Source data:
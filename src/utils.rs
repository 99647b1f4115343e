use std::fmt;

/// Wrapper around `&[u8]` that has a human-readable debug representation:
/// printable ASCII characters are printed as characters, everything else as
/// escapes. Used in tests to compare byte slices as text.
#[derive(PartialEq)]
pub(crate) struct Bytes<'a>(pub &'a [u8]);

impl<'a> fmt::Debug for Bytes<'a> {
    fn fmt(&self, f: &mut fmt::Formatter) -> fmt::Result {
        write!(f, "b\"")?;
        for &b in self.0 {
            match b {
                32..=33 | 35..=91 | 93..=126 => write!(f, "{}", b as char)?,
                b'"' => write!(f, "\\\"")?,
                b'\\' => write!(f, "\\\\")?,
                b'\r' => write!(f, "\\r")?,
                b'\n' => write!(f, "\\n")?,
                b'\t' => write!(f, "\\t")?,
                _ => write!(f, "\\x{:02x}", b)?,
            }
        }
        write!(f, "\"")
    }
}
//! A module to handle the indentation [`Formatter`].
//!
//! The formatter consumes the token stream of a [`Tokenizer`] and writes
//! indented output to a [`Write`](std::io::Write) sink. It owns the indent
//! counters,
//! an `xml:space="preserve"` stack built from the tokens it observes, and
//! the small amount of per-token context needed to decide when a line break
//! is emitted and when it is suppressed.
//!
//! Two disciplines are supported: full pretty-printing, which reshapes all
//! whitespace between tags, and indent-only mode, which keeps the author's
//! line structure and rewrites nothing but the leading whitespace of each
//! line.

mod builder;

use std::io::Write;

use delegate::delegate;

use crate::errors::Result;
use crate::path::{self, PathMode};
use crate::tokenizer::{strip_quotes, PreserveStack, Tokenizer};
use crate::tokens::{Token, TokenKind, TokenSet};

pub use self::builder::FormatterBuilder;

/// Formatting configuration.
///
/// The field set mirrors what [`FormatterBuilder`] exposes; construct it
/// through the builder unless every field is spelled out.
#[derive(Debug, Clone)]
pub struct FormatParams {
    /// String written once per indent level.
    pub indent_chars: String,
    /// String written as a line break.
    pub eol_chars: String,
    /// Cap on the indent multiplier; zero means unlimited.
    pub max_indent_level: usize,
    /// Keep output well formed (no breaks inside mixed content, collapse
    /// only matching element pairs).
    pub ensure_conformity: bool,
    /// Rewrite `<a></a>` with an exactly empty body as `<a/>`.
    pub auto_close_tags: bool,
    /// One attribute per line, a level deeper than the element. Ignored in
    /// indent-only mode.
    pub indent_attributes: bool,
    /// Keep existing line breaks; only rewrite leading whitespace.
    pub indent_only: bool,
    /// Pass `xml:space="preserve"` scopes through verbatim.
    pub apply_space_preserve: bool,
    /// Attribute names rendered as predicates by the path builder.
    pub identity_attributes: Vec<String>,
}
//! A module to handle the streaming XML [`Tokenizer`].
//!
//! The tokenizer is a lexical classifier, not a validating parser: its
//! contract is that every byte of the source is accounted for by exactly one
//! token and that structural boundaries are identified correctly even in the
//! presence of quoted attribute values and nested declaration brackets.
//! Malformed input never produces an error; unterminated constructs simply
//! extend to the end of the buffer.

pub(crate) mod cursor;

use std::collections::VecDeque;

use delegate::delegate;

use crate::tokens::{ParseContext, Token, TokenKind, TokenSet};

use self::cursor::{is_name_start, is_whitespace, Cursor};

/// Bytes that terminate an attribute name.
#[inline]
fn ends_attr_name(b: u8) -> bool {
    is_whitespace(b) || matches!(b, b'=' | b'>' | b'/' | b'"' | b'\'')
}

/// An ordered stack of booleans tracking `xml:space="preserve"` scoping,
/// one entry per open element.
///
/// The top of the stack answers "is the current scope preserving
/// whitespace?". An empty stack means no scope is open and nothing is
/// preserved. This is an explicit data structure rather than tokenizer
/// internals so that consumers such as the path builder can inspect it.
#[derive(Debug, Clone, Default)]
pub struct PreserveStack {
    flags: Vec<bool>,
}

impl PreserveStack {
    /// Creates an empty stack.
    pub fn new() -> Self {
        Self::default()
    }

    /// Pushes the preserve flag of a newly completed opening tag.
    pub fn push(&mut self, preserve: bool) {
        self.flags.push(preserve);
    }

    /// Pops the flag of a closed element. Popping an empty stack is a
    /// no-op, matching the tolerance for mismatched closing tags.
    pub fn pop(&mut self) -> Option<bool> {
        self.flags.pop()
    }

    /// Whether the current scope preserves whitespace.
    pub fn top(&self) -> bool {
        self.flags.last().copied().unwrap_or(false)
    }

    /// Current open-element depth.
    pub fn depth(&self) -> usize {
        self.flags.len()
    }

    /// Drops every entry.
    pub fn clear(&mut self) {
        self.flags.clear();
    }
}

/// A streaming tokenizer over an immutable byte buffer.
///
/// Tokens are produced one at a time by [`parse_next`](Self::parse_next);
/// [`next_structure_token`](Self::next_structure_token) looks ahead past
/// textual noise without losing the skipped tokens.
///
/// # Examples
///
/// ```
/// use xml_indent::tokens::TokenKind;
/// use xml_indent::Tokenizer;
///
/// let xml = b"<greeting lang=\"en\">hi</greeting>";
/// let mut tokenizer = Tokenizer::from_bytes(xml);
///
/// let first = tokenizer.parse_next();
/// assert_eq!(first.kind(), TokenKind::TagOpening);
/// assert_eq!(first.slice(xml), b"<greeting");
/// ```
#[derive(Clone)]
pub struct Tokenizer<'s> {
    cursor: Cursor<'s>,
    ctx: ParseContext,
    /// Tokens produced by a look-ahead, drained before the cursor moves on.
    pending: VecDeque<Token>,
    preserve: PreserveStack,
    /// `xml:space="preserve"` was seen in the opening tag being parsed.
    pending_preserve: bool,
    /// The last attribute name was `xml:space`.
    space_attr_armed: bool,
    /// An `=` was consumed and its value has not been, so a bare word is an
    /// unquoted attribute value rather than the next attribute name.
    after_equal: bool,
}
//! JSON REST API for leadline.
//!
//! Exposes an axum [`Router`] over a [`LeadService`] and the server-side
//! [`NotificationFunction`]. Auth, TLS, and transport concerns are the
//! caller's responsibility.
//!
//! # Mounting
//!
//! ```rust,ignore
//! .merge(leadline_api::api_router(state))
//! ```

pub mod error;
pub mod hooks;
pub mod leads;

use std::sync::Arc;

use axum::{
  Router,
  routing::{get, post},
};
use leadline_core::{Lead, LeadService, LeadStore};
use leadline_notify::{Mailer, NotificationFunction, TriggerPayload};

pub use error::ApiError;

// ─── State ───────────────────────────────────────────────────────────────────

/// Shared state threaded through all handlers.
pub struct ApiState<S, M> {
  pub service:           Arc<LeadService<S>>,
  pub notifier:          Arc<NotificationFunction<M>>,
  /// Run `notifier` in the background after every successful create.
  pub trigger_on_create: bool,
}

impl<S, M> Clone for ApiState<S, M> {
  fn clone(&self) -> Self {
    Self {
      service:           Arc::clone(&self.service),
      notifier:          Arc::clone(&self.notifier),
      trigger_on_create: self.trigger_on_create,
    }
  }
}

impl<S, M> ApiState<S, M>
where
  S: LeadStore,
  M: Mailer + 'static,
{
  pub fn new(service: LeadService<S>, notifier: NotificationFunction<M>) -> Self {
    Self {
      service:           Arc::new(service),
      notifier:          Arc::new(notifier),
      trigger_on_create: true,
    }
  }

  pub fn with_trigger_on_create(mut self, enabled: bool) -> Self {
    self.trigger_on_create = enabled;
    self
  }

  /// Hand the created document to the notification function on a detached
  /// task. The outcome is only logged.
  fn spawn_create_trigger(&self, lead: &Lead) {
    if !self.trigger_on_create {
      return;
    }
    let payload = match serde_json::to_value(lead) {
      Ok(doc) => TriggerPayload::Document(doc),
      Err(e) => {
        tracing::warn!(lead_id = %lead.id, error = %e, "could not encode lead for trigger");
        return;
      }
    };
    let notifier = Arc::clone(&self.notifier);
    let lead_id = lead.id;
    tokio::spawn(async move {
      let response = notifier.handle(payload).await;
      if let Some(error) = response.error {
        tracing::warn!(%lead_id, %error, "on-create notification failed");
      }
    });
  }
}

// ─── Router ──────────────────────────────────────────────────────────────────

/// Build a fully-materialised API router over `state`.
///
/// The returned `Router<()>` can be nested into any parent router regardless
/// of its own state type.
pub fn api_router<S, M>(state: ApiState<S, M>) -> Router<()>
where
  S: LeadStore + 'static,
  M: Mailer + 'static,
{
  Router::new()
    .route("/leads", get(leads::list::<S, M>).post(leads::create::<S, M>))
    .route(
      "/leads/{id}",
      get(leads::get_one::<S, M>)
        .patch(leads::update::<S, M>)
        .delete(leads::delete::<S, M>),
    )
    .route("/hooks/lead-created", post(hooks::lead_created::<S, M>))
    .with_state(state)
}
//! leadline server binary.
//!
//! Reads `leadline.toml` (or the path specified with `--config`), opens an
//! in-process SQLite store, and serves the lead API over HTTP.

use std::path::{Path, PathBuf};

use anyhow::Context as _;
use clap::Parser;
use leadline_api::ApiState;
use leadline_core::LeadService;
use leadline_server::ServerConfig;
use leadline_store_sqlite::SqliteStore;
use tokio::net::TcpListener;
use tracing::level_filters::LevelFilter;
use tracing_subscriber::EnvFilter;

#[derive(Parser)]
#[command(author, version, about = "leadline lead API server")]
struct Cli {
  /// Path to the TOML configuration file.
  #[arg(short, long, default_value = "leadline.toml")]
  config: PathBuf,
}

#[tokio::main]
async fn main() -> anyhow::Result<()> {
  // Initialise tracing.
  tracing_subscriber::fmt()
    .with_env_filter(
      EnvFilter::builder()
        .with_default_directive(LevelFilter::INFO.into())
        .from_env_lossy(),
    )
    .init();

  let cli = Cli::parse();

  // Load configuration.
  let settings = config::Config::builder()
    .add_source(config::File::from(cli.config).required(false))
    .add_source(
      config::Environment::with_prefix("LEADLINE")
        .prefix_separator("_")
        .separator("__")
        .try_parsing(true),
    )
    .build()
    .context("failed to read config file")?;

  let server_cfg: ServerConfig = settings
    .try_deserialize()
    .context("failed to deserialise ServerConfig")?;

  // Expand `~` in store path.
  let store_path = expand_tilde(&server_cfg.store_path);
  if let Some(parent) = store_path.parent()
    && !parent.as_os_str().is_empty()
  {
    std::fs::create_dir_all(parent)
      .with_context(|| format!("failed to create {parent:?}"))?;
  }

  // Open SQLite store.
  let store = SqliteStore::open(&store_path)
    .await
    .with_context(|| format!("failed to open store at {store_path:?}"))?;

  let notifier = server_cfg
    .notifier()
    .context("failed to configure mail transport")?;

  // Build application state.
  let state = ApiState::new(LeadService::new(store), notifier)
    .with_trigger_on_create(server_cfg.on_create_trigger);

  let app = leadline_server::app(state);
  let address = format!("{}:{}", server_cfg.host, server_cfg.port);

  tracing::info!(
    operator = %server_cfg.operator_email,
    on_create_trigger = server_cfg.on_create_trigger,
    "Listening on http://{address}"
  );
  let listener = TcpListener::bind(&address)
    .await
    .with_context(|| format!("failed to bind {address}"))?;

  axum::serve(listener, app).await.context("server error")?;

  Ok(())
}

/// Expand a leading `~` to the user's home directory.
fn expand_tilde(path: &Path) -> PathBuf {
  let s = path.to_string_lossy();
  if let Some(rest) = s.strip_prefix("~/")
    && let Ok(home) = std::env::var("HOME")
  {
    return PathBuf::from(home).join(rest);
  }
  path.to_path_buf()
}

What is expected: Send back an exact copy of only the lines from the line with "let response = notifier.handle(payload).await;" up to and including the line with "use leadline_api::ApiState;" in the data above.

Response to the task:
      let response = notifier.handle(payload).await;
      if let Some(error) = response.error {
        tracing::warn!(%lead_id, %error, "on-create notification failed");
      }
    });
  }
}

// ─── Router ──────────────────────────────────────────────────────────────────

/// Build a fully-materialised API router over `state`.
///
/// The returned `Router<()>` can be nested into any parent router regardless
/// of its own state type.
pub fn api_router<S, M>(state: ApiState<S, M>) -> Router<()>
where
  S: LeadStore + 'static,
  M: Mailer + 'static,
{
  Router::new()
    .route("/leads", get(leads::list::<S, M>).post(leads::create::<S, M>))
    .route(
      "/leads/{id}",
      get(leads::get_one::<S, M>)
        .patch(leads::update::<S, M>)
        .delete(leads::delete::<S, M>),
    )
    .route("/hooks/lead-created", post(hooks::lead_created::<S, M>))
    .with_state(state)
}
//! leadline server binary.
//!
//! Reads `leadline.toml` (or the path specified with `--config`), opens an
//! in-process SQLite store, and serves the lead API over HTTP.

use std::path::{Path, PathBuf};

use anyhow::Context as _;
use clap::Parser;
use leadline_api::ApiState;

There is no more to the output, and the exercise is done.